YOUR TASK: The result should be every line that contains the word "stopped", taken from the material.

Top of EXTRACTED ENTRIES

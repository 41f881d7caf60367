// src/engine/pump.rs

//! Dedicated single-consumer "pump" thread.
//!
//! Stands in for a host main/UI thread: work posted here always runs on the
//! same thread, in order. `post` is fire-and-forget; `send` is a rendezvous
//! that blocks the caller until its job has run.
//!
//! The loop runs on a fixed tick. Each tick runs at most one priority job
//! (from `send`) and then at most one normal job (from `post`), then sleeps
//! for whatever is left of the tick. Cancellation is checked once per tick;
//! jobs still queued at that point are dropped without running.

use std::collections::HashSet;
use std::io;
use std::panic::{self, AssertUnwindSafe};
use std::sync::atomic::{AtomicU64, Ordering};
use std::sync::{Arc, Condvar, Mutex, PoisonError};
use std::thread::{self, JoinHandle, ThreadId};
use std::time::{Duration, Instant};

use tokio::sync::mpsc;
use tokio_util::sync::CancellationToken;
use tracing::{debug, error, info, trace, warn};

use super::Job;
use crate::errors::{Result, TaskError};
use crate::sync::{lock, panic_message};

struct PriorityJob {
    id: u64,
    job: Job,
}

/// Completion signals for `send` callers, keyed by job id.
#[derive(Debug, Default)]
pub struct JobSignal {
    done: Mutex<HashSet<u64>>,
    changed: Condvar,
}

impl JobSignal {
    pub fn set(&self, id: u64) {
        lock(&self.done).insert(id);
        self.changed.notify_all();
    }

    /// Block until job `id` is signaled (consuming the signal) or `cancel`
    /// fires. Returns `false` on cancellation.
    pub fn wait(&self, id: u64, cancel: &CancellationToken, slice: Duration) -> bool {
        let mut done = lock(&self.done);
        loop {
            if done.remove(&id) {
                return true;
            }
            if cancel.is_cancelled() {
                return false;
            }
            done = self
                .changed
                .wait_timeout(done, slice)
                .unwrap_or_else(PoisonError::into_inner)
                .0;
        }
    }

    pub fn pending(&self) -> usize {
        lock(&self.done).len()
    }
}

pub struct PumpExecutor {
    normal_tx: mpsc::UnboundedSender<Job>,
    priority_tx: mpsc::UnboundedSender<PriorityJob>,
    signal: Arc<JobSignal>,
    next_job_id: AtomicU64,
    thread_id: ThreadId,
    thread: Mutex<Option<JoinHandle<()>>>,
    cancel: CancellationToken,
    wait_slice: Duration,
}

impl PumpExecutor {
    pub(crate) fn spawn(
        tick: Duration,
        wait_slice: Duration,
        cancel: CancellationToken,
    ) -> io::Result<Self> {
        let (normal_tx, normal_rx) = mpsc::unbounded_channel::<Job>();
        let (priority_tx, priority_rx) = mpsc::unbounded_channel::<PriorityJob>();
        let signal = Arc::new(JobSignal::default());

        let loop_signal = Arc::clone(&signal);
        let loop_cancel = cancel.clone();
        let thread = thread::Builder::new()
            .name("taskchain-pump".to_string())
            .spawn(move || {
                pump_loop(normal_rx, priority_rx, &loop_signal, tick, &loop_cancel);
            })?;
        let thread_id = thread.thread().id();

        Ok(Self {
            normal_tx,
            priority_tx,
            signal,
            next_job_id: AtomicU64::new(1),
            thread_id,
            thread: Mutex::new(Some(thread)),
            cancel,
            wait_slice,
        })
    }

    /// Queue `job` and return immediately. Jobs posted from one thread run
    /// in the order they were posted.
    pub fn post<F>(&self, job: F)
    where
        F: FnOnce() + Send + 'static,
    {
        if self.normal_tx.send(Box::new(job)).is_err() {
            debug!("pump stopped; posted job dropped");
        }
    }

    /// Run `job` on the pump thread and wait for it.
    ///
    /// Called from the pump thread itself, the job runs inline. Fails with
    /// a cancellation error if the scheduler is canceled before the job ran.
    pub fn send<F>(&self, job: F) -> Result<()>
    where
        F: FnOnce() + Send + 'static,
    {
        if self.is_pump_thread() {
            job();
            return Ok(());
        }

        let id = self.next_job_id.fetch_add(1, Ordering::Relaxed);
        if self
            .priority_tx
            .send(PriorityJob {
                id,
                job: Box::new(job),
            })
            .is_err()
        {
            return Err(TaskError::canceled(format!("pump job {id}")));
        }
        trace!(job = id, "waiting for pump rendezvous");

        if self.signal.wait(id, &self.cancel, self.wait_slice) {
            Ok(())
        } else {
            Err(TaskError::canceled(format!("pump job {id}")))
        }
    }

    /// Run `f` on the pump thread and return its value.
    pub fn invoke<R, F>(&self, f: F) -> Result<R>
    where
        R: Send + 'static,
        F: FnOnce() -> R + Send + 'static,
    {
        let slot = Arc::new(Mutex::new(None));
        let writer = Arc::clone(&slot);
        self.send(move || {
            *lock(&writer) = Some(f());
        })?;
        let value = lock(&slot).take();
        value.ok_or_else(|| {
            TaskError::from(anyhow::anyhow!("pump job finished without producing a value"))
        })
    }

    pub fn is_pump_thread(&self) -> bool {
        thread::current().id() == self.thread_id
    }

    pub fn thread_id(&self) -> ThreadId {
        self.thread_id
    }

    pub(crate) fn join(&self) {
        let Some(thread) = lock(&self.thread).take() else {
            return;
        };
        if thread.thread().id() == thread::current().id() {
            warn!("pump asked to join itself; leaving it to exit on its own");
            return;
        }
        if thread.join().is_err() {
            warn!("pump thread panicked");
        }
    }
}

fn pump_loop(
    mut normal_rx: mpsc::UnboundedReceiver<Job>,
    mut priority_rx: mpsc::UnboundedReceiver<PriorityJob>,
    signal: &JobSignal,
    tick: Duration,
    cancel: &CancellationToken,
) {
    info!(tick_ms = tick.as_millis() as u64, "pump started");

    while !cancel.is_cancelled() {
        let started = Instant::now();

        if let Ok(PriorityJob { id, job }) = priority_rx.try_recv() {
            run_job(job, "send");
            signal.set(id);
        }
        if let Ok(job) = normal_rx.try_recv() {
            run_job(job, "post");
        }

        if let Some(rest) = tick.checked_sub(started.elapsed())
            && !rest.is_zero()
        {
            thread::sleep(rest);
        }
    }

    let abandoned = priority_rx.len() + normal_rx.len();
    info!(abandoned, "pump stopped");
}

fn run_job(job: Job, kind: &'static str) {
    if let Err(payload) = panic::catch_unwind(AssertUnwindSafe(job)) {
        error!(
            kind,
            panic = %panic_message(payload.as_ref()),
            "pump job panicked"
        );
    }
}
use std::sync::atomic::{AtomicUsize, Ordering};
use std::sync::{Arc, Mutex};

use proptest::prelude::*;
use taskchain::{Affinity, NodeState, TaskNode};
use taskchain_test_utils::{Recorder, init_tracing, test_scheduler, wait_until};

fn ordered_affinity() -> impl Strategy<Value = Affinity> {
    prop_oneof![Just(Affinity::Serial), Just(Affinity::Pump)]
}

fn any_affinity() -> impl Strategy<Value = Affinity> {
    prop_oneof![
        Just(Affinity::Parallel),
        Just(Affinity::Serial),
        Just(Affinity::Pump)
    ]
}

proptest! {
    #![proptest_config(ProptestConfig::with_cases(16))]

    /// Serial and pump nodes finish in the order they were scheduled.
    #[test]
    fn ordered_affinities_preserve_submission_order(
        affinity in ordered_affinity(),
        count in 1usize..30,
    ) {
        init_tracing();
        let scheduler = test_scheduler();
        let recorder = Recorder::new();

        let nodes: Vec<TaskNode<()>> = (0..count)
            .map(|i| {
                let r = recorder.clone();
                TaskNode::new(&scheduler, format!("n{i}"), affinity, move |_| {
                    r.record(i.to_string());
                    Ok(())
                })
            })
            .collect();

        scheduler.schedule(nodes.iter()).unwrap();
        for node in &nodes {
            node.wait().unwrap();
        }

        let expected: Vec<String> = (0..count).map(|i| i.to_string()).collect();
        prop_assert_eq!(recorder.events(), expected);
    }

    /// A fault at any position stops the chain there; the finally handler
    /// runs exactly once and sees the failure.
    #[test]
    fn fault_stops_chain_and_finally_runs_once(
        affinities in prop::collection::vec(any_affinity(), 1..8),
        fault_seed in any::<usize>(),
        finally_affinity in any_affinity(),
    ) {
        init_tracing();
        let scheduler = test_scheduler();
        let recorder = Recorder::new();
        let fault_at = fault_seed % affinities.len();

        let make = |i: usize, affinity: Affinity| {
            let r = recorder.clone();
            TaskNode::new(&scheduler, format!("n{i}"), affinity, move |_| {
                r.record(i.to_string());
                anyhow::ensure!(i != fault_at, "fault at {i}");
                Ok(())
            })
        };

        let first = make(0, affinities[0]);
        let mut tail = first.clone();
        let mut chain = vec![first];
        for (i, affinity) in affinities.iter().copied().enumerate().skip(1) {
            tail = tail.then(make(i, affinity)).unwrap();
            chain.push(tail.clone());
        }

        let finally_runs = Arc::new(AtomicUsize::new(0));
        let seen: Arc<Mutex<Option<(bool, String)>>> = Arc::default();
        let runs = Arc::clone(&finally_runs);
        let capture = Arc::clone(&seen);
        let done = tail
            .finally(finally_affinity, move |ok, err| {
                runs.fetch_add(1, Ordering::SeqCst);
                let message = err.map(|e| e.to_string()).unwrap_or_default();
                *capture.lock().unwrap() = Some((ok, message));
            })
            .unwrap();

        scheduler.schedule_one(&done).unwrap();
        done.wait().unwrap();

        let expected: Vec<String> = (0..=fault_at).map(|i| i.to_string()).collect();
        prop_assert_eq!(recorder.events(), expected);
        prop_assert_eq!(finally_runs.load(Ordering::SeqCst), 1);
        prop_assert_eq!(
            seen.lock().unwrap().clone(),
            Some((false, format!("fault at {fault_at}")))
        );

        prop_assert_eq!(chain[fault_at].state(), NodeState::Faulted);
        for node in &chain[fault_at + 1..] {
            prop_assert_eq!(node.state(), NodeState::Created);
        }
        // The finally node may finish before the dead tail is released.
        wait_until("dead chain released", || scheduler.pending_continuations() == 0);
    }
}
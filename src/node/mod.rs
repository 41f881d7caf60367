// src/node/mod.rs

//! Task nodes and the chain-building API.
//!
//! A `TaskNode<T>` is a handle to one unit of work producing a `T`. Nodes are
//! linked into chains with [`TaskNode::then`] / [`TaskNode::then_always`],
//! faults are observed with [`TaskNode::catch`] and [`TaskNode::finally`],
//! and a chain runs once any of its nodes is started.
//!
//! Handles are cheap to clone; all clones refer to the same node.

pub(crate) mod inner;
pub(crate) mod fault;
pub(crate) mod table;

use std::fmt;
use std::marker::PhantomData;
use std::sync::Arc;
use std::time::Duration;

use crate::engine::Scheduler;
use crate::errors::{Result, TaskError};
use crate::types::{Affinity, NodeId, NodeState};

use self::inner::{Body, NodeCore, NodeKind, NodeParams, ObserverKind, Output, RunContext, TypeTag};
use self::fault::{FaultObserver, HandlerId};

pub use self::inner::NodeCallback;
pub use self::fault::CatchHandler;

/// A node producing a value of type `T`.
pub struct TaskNode<T> {
    core: Arc<NodeCore>,
    _output: PhantomData<fn() -> T>,
}

impl<T> Clone for TaskNode<T> {
    fn clone(&self) -> Self {
        Self {
            core: Arc::clone(&self.core),
            _output: PhantomData,
        }
    }
}

impl<T> fmt::Debug for TaskNode<T> {
    fn fmt(&self, f: &mut fmt::Formatter<'_>) -> fmt::Result {
        f.debug_struct("TaskNode")
            .field("id", &self.core.id())
            .field("name", &self.core.name())
            .field("affinity", &self.core.affinity())
            .field("state", &self.core.state())
            .finish()
    }
}

impl<T: Send + Sync + 'static> TaskNode<T> {
    /// A node whose body receives whether its predecessor succeeded
    /// (`true` for the first node of a chain).
    pub fn new<F>(scheduler: &Scheduler, name: impl Into<String>, affinity: Affinity, body: F) -> Self
    where
        F: FnOnce(bool) -> anyhow::Result<T> + Send + 'static,
    {
        let body: Body = Box::new(move |ctx: RunContext| {
            let value = body(ctx.antecedent.success)?;
            Ok(Arc::new(value) as Output)
        });
        Self::build(scheduler, name.into(), affinity, NodeKind::Task, None, body)
    }

    /// A node that consumes the output of its predecessor.
    ///
    /// The input is `None` when the predecessor did not complete (only
    /// possible through [`then_always`](TaskNode::then_always)) or when the
    /// node is started without a predecessor. Linking it after a node whose
    /// output type is not `I` is rejected.
    pub fn with_input<I, F>(
        scheduler: &Scheduler,
        name: impl Into<String>,
        affinity: Affinity,
        body: F,
    ) -> Self
    where
        I: Clone + Send + Sync + 'static,
        F: FnOnce(bool, Option<I>) -> anyhow::Result<T> + Send + 'static,
    {
        let body: Body = Box::new(move |ctx: RunContext| {
            let success = ctx.antecedent.success;
            let input = if success {
                ctx.antecedent
                    .value
                    .as_ref()
                    .and_then(|value| downcast_cloned::<I>(value))
            } else {
                None
            };
            let value = body(success, input)?;
            Ok(Arc::new(value) as Output)
        });
        Self::build(
            scheduler,
            name.into(),
            affinity,
            NodeKind::Task,
            Some(TypeTag::of::<I>()),
            body,
        )
    }

    /// A node whose body sees the predecessor's error, if any. Useful as a
    /// [`then_always`](TaskNode::then_always) continuation.
    pub fn with_antecedent<F>(
        scheduler: &Scheduler,
        name: impl Into<String>,
        affinity: Affinity,
        body: F,
    ) -> Self
    where
        F: FnOnce(bool, Option<TaskError>) -> anyhow::Result<T> + Send + 'static,
    {
        let body: Body = Box::new(move |ctx: RunContext| {
            let value = body(ctx.antecedent.success, ctx.antecedent.error)?;
            Ok(Arc::new(value) as Output)
        });
        Self::build(scheduler, name.into(), affinity, NodeKind::Task, None, body)
    }

    pub(crate) fn build(
        scheduler: &Scheduler,
        name: String,
        affinity: Affinity,
        kind: NodeKind,
        input_type: Option<TypeTag>,
        body: Body,
    ) -> Self {
        let params = NodeParams {
            name,
            affinity,
            kind,
            output_type: TypeTag::of::<T>(),
            input_type,
        };
        Self::from_core(NodeCore::new(scheduler.shared(), params, body))
    }
}

impl<T> TaskNode<T> {
    pub(crate) fn from_core(core: Arc<NodeCore>) -> Self {
        Self {
            core,
            _output: PhantomData,
        }
    }

    pub(crate) fn core(&self) -> &Arc<NodeCore> {
        &self.core
    }

    pub fn id(&self) -> NodeId {
        self.core.id()
    }

    pub fn name(&self) -> &str {
        self.core.name()
    }

    pub fn affinity(&self) -> Affinity {
        self.core.affinity()
    }

    pub fn state(&self) -> NodeState {
        self.core.state()
    }

    /// `true` only once the node reached `Completed`.
    pub fn is_successful(&self) -> bool {
        self.core.is_successful()
    }

    /// `true` once the node reached any terminal state.
    pub fn is_completed(&self) -> bool {
        self.core.state().is_terminal()
    }

    /// The node's own fault, or the upstream fault that prevents it from
    /// ever running.
    pub fn error(&self) -> Option<TaskError> {
        self.core.error()
    }

    /// Type-erased handle to the same node.
    pub fn handle(&self) -> AnyNode {
        AnyNode::from_core(Arc::clone(&self.core))
    }

    /// Register `next` to run after this node completes successfully.
    /// Returns `next` so chains read left to right.
    pub fn then<U>(&self, next: TaskNode<U>) -> Result<TaskNode<U>> {
        self.core.attach_continuation(&next.core, false)?;
        Ok(next)
    }

    /// Register `next` to run after this node reaches any terminal state.
    pub fn then_always<U>(&self, next: TaskNode<U>) -> Result<TaskNode<U>> {
        self.core.attach_continuation(&next.core, true)?;
        Ok(next)
    }

    /// Observe a fault of this node or of any upstream node in the chain.
    pub fn catch<F>(&self, handler: F) -> Self
    where
        F: Fn(&TaskError) + Send + Sync + 'static,
    {
        let observer = FaultObserver::Catch {
            id: HandlerId::next(),
            handler: Arc::new(handler),
        };
        fault::register_chain(&self.core, observer);
        self.clone()
    }

    /// Attach a handler that runs exactly once when this node finishes or
    /// when anything upstream faults, whichever comes first. Returns the new
    /// `finally` node, which is the tail of the chain from here on.
    pub fn finally<F>(&self, affinity: Affinity, handler: F) -> Result<TaskNode<()>>
    where
        F: FnOnce(bool, Option<TaskError>) + Send + 'static,
    {
        let shared = self.core.scheduler()?;
        let body: Body = Box::new(move |ctx: RunContext| {
            handler(ctx.antecedent.success, ctx.antecedent.error);
            Ok(Arc::new(()) as Output)
        });
        let params = NodeParams {
            name: format!("{} (finally)", self.core.name()),
            affinity,
            kind: NodeKind::Finally,
            output_type: TypeTag::of::<()>(),
            input_type: None,
        };
        let node = NodeCore::new(&shared, params, body);
        self.core.attach_continuation(&node, true)?;
        fault::register_chain(
            &self.core,
            FaultObserver::Finally {
                id: HandlerId::next(),
                node: node.id(),
            },
        );
        Ok(TaskNode::from_core(node))
    }

    pub fn on_start<F>(&self, callback: F) -> Self
    where
        F: Fn(&AnyNode) + Send + Sync + 'static,
    {
        self.core.add_observer(ObserverKind::Start, Arc::new(callback));
        self.clone()
    }

    pub fn on_end<F>(&self, callback: F) -> Self
    where
        F: Fn(&AnyNode) + Send + Sync + 'static,
    {
        self.core.add_observer(ObserverKind::End, Arc::new(callback));
        self.clone()
    }

    /// Start the chain this node belongs to.
    ///
    /// Fails with [`TaskError::InvalidState`] if this node was already
    /// started, and with a configuration error if a node in the chain is not
    /// ready to run.
    pub fn start(&self) -> Result<()> {
        self.core.start()
    }

    /// Block until the node finishes. Returns the node's fault, the upstream
    /// fault if the node will never run, or a cancellation error if the
    /// scheduler was canceled while waiting.
    pub fn wait(&self) -> Result<()> {
        self.core.wait_settled(None)?;
        self.core.outcome().map(|_| ())
    }

    /// Like [`wait`](TaskNode::wait) with a bound. `Ok(false)` on timeout.
    pub fn wait_timeout(&self, timeout: Duration) -> Result<bool> {
        if !self.core.wait_settled(Some(timeout))? {
            return Ok(false);
        }
        self.core.outcome().map(|_| true)
    }
}

impl<T: Clone + 'static> TaskNode<T> {
    /// Wait for the node and clone its output.
    pub fn result(&self) -> Result<T> {
        self.core.wait_settled(None)?;
        self.try_result()
    }

    /// The output if the node already completed.
    pub fn try_result(&self) -> Result<T> {
        let output = self.core.outcome()?.ok_or_else(|| TaskError::InvalidState {
            task: self.core.name().to_string(),
            state: self.core.state(),
        })?;
        downcast_cloned::<T>(&output).ok_or_else(|| {
            TaskError::Configuration(format!(
                "task '{}' produced an output of an unexpected type",
                self.core.name()
            ))
        })
    }
}

fn downcast_cloned<T: Clone + 'static>(output: &Output) -> Option<T> {
    let any: &(dyn std::any::Any + Send + Sync) = output.as_ref();
    any.downcast_ref::<T>().cloned()
}

/// Type-erased node handle, used by observers and by
/// [`Scheduler::schedule`](crate::engine::Scheduler::schedule).
#[derive(Clone)]
pub struct AnyNode {
    core: Arc<NodeCore>,
}

impl AnyNode {
    pub(crate) fn from_core(core: Arc<NodeCore>) -> Self {
        Self { core }
    }

    pub(crate) fn core(&self) -> &Arc<NodeCore> {
        &self.core
    }

    pub fn id(&self) -> NodeId {
        self.core.id()
    }

    pub fn name(&self) -> &str {
        self.core.name()
    }

    pub fn affinity(&self) -> Affinity {
        self.core.affinity()
    }

    pub fn state(&self) -> NodeState {
        self.core.state()
    }

    pub fn is_successful(&self) -> bool {
        self.core.is_successful()
    }

    pub fn error(&self) -> Option<TaskError> {
        self.core.error()
    }

    pub fn start(&self) -> Result<()> {
        self.core.start()
    }

    pub fn wait(&self) -> Result<()> {
        self.core.wait_settled(None)?;
        self.core.outcome().map(|_| ())
    }
}

impl fmt::Debug for AnyNode {
    fn fmt(&self, f: &mut fmt::Formatter<'_>) -> fmt::Result {
        f.debug_struct("AnyNode")
            .field("id", &self.core.id())
            .field("name", &self.core.name())
            .field("state", &self.core.state())
            .finish()
    }
}

impl<T> From<TaskNode<T>> for AnyNode {
    fn from(node: TaskNode<T>) -> Self {
        AnyNode::from_core(node.core)
    }
}

impl<T> From<&TaskNode<T>> for AnyNode {
    fn from(node: &TaskNode<T>) -> Self {
        node.handle()
    }
}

Bottom of EXTRACTED ENTRIES

EXERCISE SOLUTION:
            debug!("pump stopped; posted job dropped");
    info!(abandoned, "pump stopped");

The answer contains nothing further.